You’re a newly arrived expat and everything is going well. Your possessions have arrived, your new home is perfect and you can’t wait to get started in the exciting new job.

But as you walk in on day one, greeting colleagues and confidently strutting through the office, a wave of shocked gasps follows you. By the time you reach your desk an awkward silence has settled over the whole business and co-workers are staring open-mouthed.You’re not quite sure why, but you know you’ve not made a good first impression.

You may have spent months brushing up on the language, but you’ve missed something when reading about the culture. There are hundreds of ways to upset people, all unique around the world. In some countries business meeting start with handshakes, in others friendly backslapping bearhugs.
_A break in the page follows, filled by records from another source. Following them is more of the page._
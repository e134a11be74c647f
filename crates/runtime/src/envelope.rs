//! The response envelope every model turn must produce.
//!
//! ```json
//! {"_type": "success",   "_data": <output>}
//! {"_type": "error",     "_message": "..."}
//! {"_type": "call_tool", "_toolName": "...", "_input": {...}}
//! ```

use crate::{Error, Result};
use schema::{FieldError, Schema, ValidationErrors};
use serde::{Deserialize, Serialize};
use serde_json::{Map, Value, json};

const TYPE: &str = "_type";
const DATA: &str = "_data";
const MESSAGE: &str = "_message";
const TOOL_NAME: &str = "_toolName";
const INPUT: &str = "_input";

const TAGS: [&str; 3] = ["success", "error", "call_tool"];

/// One decoded model turn.
#[derive(Debug, Clone, PartialEq, Serialize, Deserialize)]
#[serde(tag = "_type", rename_all = "snake_case", deny_unknown_fields)]
pub enum Envelope {
    Success {
        #[serde(rename = "_data")]
        data: Value,
    },
    Error {
        #[serde(rename = "_message")]
        message: String,
    },
    CallTool {
        #[serde(rename = "_toolName")]
        tool_name: String,
        #[serde(rename = "_input")]
        input: Map<String, Value>,
    },
}

impl Envelope {
    /// Wire tag of this variant.
    pub fn tag(&self) -> &'static str {
        match self {
            Self::Success { .. } => TAGS[0],
            Self::Error { .. } => TAGS[1],
            Self::CallTool { .. } => TAGS[2],
        }
    }

    pub fn is_call_tool(&self) -> bool {
        matches!(self, Self::CallTool { .. })
    }

    /// Wire form of the envelope.
    pub fn to_value(&self) -> Value {
        serde_json::to_value(self).unwrap_or(Value::Null)
    }

    /// Decode an envelope from parsed model output.
    ///
    /// A missing or unknown `_type` is a parsing failure. A known tag with
    /// the wrong fields is a validation failure.
    pub fn decode(parsed: Value) -> Result<Self> {
        let tag = match &parsed {
            Value::Object(fields) => fields.get(TYPE).and_then(Value::as_str),
            _ => {
                return Err(Error::unparseable(
                    "envelope must be a JSON object",
                    parsed.to_string(),
                ));
            }
        };
        match tag {
            Some(tag) if TAGS.contains(&tag) => {}
            Some(other) => {
                let message = format!("unknown envelope type `{other}`");
                return Err(Error::unparseable(message, parsed.to_string()));
            }
            None => {
                return Err(Error::unparseable(
                    "envelope has no string `_type`",
                    parsed.to_string(),
                ));
            }
        }

        let envelope = Self::deserialize(&parsed).map_err(|e| Error::OutputValidation {
            output: parsed.clone(),
            errors: ValidationErrors::single(FieldError::root(e.to_string())),
        })?;
        match envelope {
            Self::CallTool { ref tool_name, .. } if tool_name.is_empty() => Err(Error::OutputValidation {
                output: parsed,
                errors: ValidationErrors::single(FieldError::new(
                    "/_toolName",
                    "must be a non-empty string",
                )),
            }),
            envelope => Ok(envelope),
        }
    }

    /// JSON Schema of the union, with `output` in the success arm.
    pub fn schema(output: &Schema) -> Value {
        json!({
            "oneOf": [
                {
                    "type": "object",
                    "properties": {
                        TYPE: { "const": "success" },
                        DATA: output.describe(),
                    },
                    "required": [TYPE, DATA],
                    "additionalProperties": false,
                },
                {
                    "type": "object",
                    "properties": {
                        TYPE: { "const": "error" },
                        MESSAGE: { "type": "string" },
                    },
                    "required": [TYPE, MESSAGE],
                    "additionalProperties": false,
                },
                {
                    "type": "object",
                    "properties": {
                        TYPE: { "const": "call_tool" },
                        TOOL_NAME: { "type": "string" },
                        INPUT: { "type": "object" },
                    },
                    "required": [TYPE, TOOL_NAME, INPUT],
                    "additionalProperties": false,
                },
            ]
        })
    }
}

/// Decode `parsed` and check a success payload against `output`.
///
/// `error` and `call_tool` envelopes are only checked for their own shape.
pub fn validate(parsed: Value, output: &Schema) -> Result<Envelope> {
    let envelope = Envelope::decode(parsed)?;
    if let Envelope::Success { data } = &envelope {
        output
            .validate(data)
            .map_err(|errors| Error::OutputValidation {
                output: data.clone(),
                errors,
            })?;
    }
    Ok(envelope)
}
It’s not just about knowing your way around workplace etiquette either; meeting the neighbours, friends and even strangers on the street can lead to a red-faced faux pas. It would be embarrassing to start off on the wrong foot, or hand as the case may be. What’s polite in some countries can be gravely offensive in others. A laughing matter in Europe could be a lingering insult in Asia.

Make sure you dig deep into the etiquette of your destination country, but to give a taste of what to expect, here’s a rundown of certain things to avoid around the world.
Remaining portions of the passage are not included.